Meet the Sustainability Leader: Low-carbon Product Innovation, Mitsubishi Electric
With entries now open for edie's Sustainability Leaders Awards 2020, this new feature series showcases the achievements of the 2019 winners and reveals their secrets to success. Up next: The winner of our Low-carbon Product Innovation award, Mitsubishi Electric.
Launched in May 2018, Mitsubishi Electric’s City Multi R32 hybrid variable refrigerant flow (VFR) unit offers an innovative solution to minimise the carbon and greenhouse gas (GHG) emissions of large-scale heating and cooling installations.
Refrigerants, specifically chlorofluorocarbons (CFCs) and hydrofluorocarbons (HCFCs), were once majorly responsible for depleting the planet’s ozone layer. Scientific research has concluded time and time again that cooling systems have a capacity to negatively affect the global temperature by producing between one thousand and nine thousand times greater GHG emissions than that of coal burning.
And while these technologies have now been banned in several nations and cities, the Lawrence Berkeley National Laboratory has predicted that the world stock of air conditioning units will surpass 700 million devices by 2030. The Laboratory has initially estimated that the global demand for air conditioning units will surge 33-fold by 2100, against a 2015 baseline. Almost all of these devices will be produced by what is known as vapour-compression refrigeration, 100-year-old technology that uses refrigerants usually HCFCs or HFCs, that absorb and release heat – plus large amounts of electricity.
As for heat, which is arguably one of the hardest sectors to decarbonise for developed nations and lower-income nations alike, the majority is still generated using either fossil fuels or natural gas.
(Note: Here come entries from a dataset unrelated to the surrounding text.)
//! Live screen capture via xcap.
//!
//! The monitor holding the region is captured whole and then cropped.
//! HiDPI monitors report logical bounds but return physical pixels, so the
//! crop is scaled by the ratio between the two. The returned image keeps the
//! physical resolution; OCR reads small text better that way.

use super::{locate_region, scaled_crop, MonitorBounds, ScreenCapturer};
use crate::error::{OcrSheetError, Result};
use image::imageops;
use image::RgbaImage;
use ocr_sheet_common::Region;
use xcap::Monitor;

#[derive(Debug, Default, Clone, Copy)]
pub struct XcapCapturer;

impl XcapCapturer {
    pub fn new() -> Self {
        Self
    }
}

fn capture_err(e: impl std::fmt::Display) -> OcrSheetError {
    OcrSheetError::Capture(e.to_string())
}

fn monitor_bounds(monitor: &Monitor) -> Result<MonitorBounds> {
    Ok(MonitorBounds {
        x: monitor.x().map_err(capture_err)?,
        y: monitor.y().map_err(capture_err)?,
        width: monitor.width().map_err(capture_err)?,
        height: monitor.height().map_err(capture_err)?,
    })
}

impl ScreenCapturer for XcapCapturer {
    fn grab(&self, region: &Region) -> Result<RgbaImage> {
        let monitors = Monitor::all().map_err(capture_err)?;
        if monitors.is_empty() {
            return Err(OcrSheetError::Capture("no monitors detected".into()));
        }

        let bounds = monitors
            .iter()
            .map(monitor_bounds)
            .collect::<Result<Vec<_>>>()?;
        let (index, local_x, local_y) = locate_region(region, &bounds)?;
        let monitor = &monitors[index];

        let screenshot = monitor.capture_image().map_err(|e| {
            OcrSheetError::Capture(format!(
                "{} (on macOS, grant Screen Recording permission)",
                e
            ))
        })?;

        let (px, py, pw, ph) = scaled_crop(
            bounds[index],
            (local_x, local_y),
            region,
            screenshot.dimensions(),
        );
        log::debug!(
            "[CAPTURE] monitor {} at {:?}, image {:?}, crop {}x{} at ({}, {})",
            index,
            bounds[index],
            screenshot.dimensions(),
            pw,
            ph,
            px,
            py
        );

        Ok(imageops::crop_imm(&screenshot, px, py, pw, ph).to_image())
    }
}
Off-grid properties are similarly often reliant on kerosene for heating and lighting – a highly flammable gas which produces large amounts of carbon monoxide.
When put together, the European Union (EU) estimates that heating and cooling account for more than half of the bloc’s building-related emissions, which are responsible for 40% of the bloc’s overall carbon footprint.
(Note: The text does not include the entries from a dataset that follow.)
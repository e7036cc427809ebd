//! ocr-sheet: screen region → OCR → spreadsheet
//!
//! Stages run in order: selector → capture → ocr → archive → spreadsheet.
//! `pipeline` strings them together and `controller` guards the trigger.

pub mod archive;
pub mod capture;
pub mod cli;
pub mod config;
pub mod controller;
pub mod error;
pub mod ocr;
pub mod pipeline;
pub mod selector;
pub mod spreadsheet;

pub use capture::{CapturedImage, ScreenCapturer};
pub use config::Config;
pub use controller::{Controller, ControllerState, Dialog, DialogLevel};
pub use error::{OcrSheetError, Result};
pub use ocr::{TesseractExtractor, TextExtractor};
pub use pipeline::{Pipeline, PipelineOutcome, PipelineReport};
pub use selector::{PointPairSelector, RegionSelector};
In a bid to meet this growing demand for heating and cooling systems as the global population grows, Mitsubishi Electric has created what it claims is the most sustainable two-pipe heating and cooling system in the world. Launched into the market in 2018, the device circulates water using plastic and copper water pipes, rather than traditional refrigerant pipes, enabling simultaneous heating and cooling with heat recovery while minimising GHG emissions from refrigerant use. While refrigerants are still used between the technology’s outdoor unit and hybrid BC controller, the device – unlike traditional Variable Refrigerant Flow (VRF) models – uses water between the HBC and the indoor units. This minimises the resource intensity of refrigerant sourcing for the user, reducing their carbon footprint and device running costs.
During intensive testing to measure the product’s carbon footprint against those of traditional VRF units, Mitsubishi Electric found that the device’s average Global Warming Potential (GWP) was 675. In comparison, the EU-wide standard for such technology, the R410A, requires VRFs to be built with a GWP of 2,088 or less. This means that the device is more than 66% more efficient than currently required, future-proofing it against any future legislation which may set tougher requirements.
A key cause of this low GWP is the fact that the device can capture its own waste heat, repurposing it elsewhere in the building or storing it for future use. It is additionally capable of heating certain areas of a building while cooling others, with minimal switchover time.
In its application for this award, Mitsubishi Electric told edie that these design points make the City Multi R32 hybrid VRF more energy-efficient and easier to control than its predecessors. The firm also said the features serve to make the technology more flexible, allowing end-user businesses to adapt to any temperature eventuality and to accommodate their heating and cooling budgets or carbon reduction targets. Mitsubishi Electric also claims that the product’s ability to use less water and refrigerant – and therefore produce less carbon – is not at odds with performance, with end-users to have trialled the system noticing no difference in comfort.
While the technology has not yet been rolled out at scale in multiple markets, edie’s judging panel was impressed that the business case for installing the device had already been proven, just five months after the product was launched. Several London-based hotels, offices and conference venues have already installed the full-scale technology at their buildings, reportedly reaping “significant” carbon and cost savings.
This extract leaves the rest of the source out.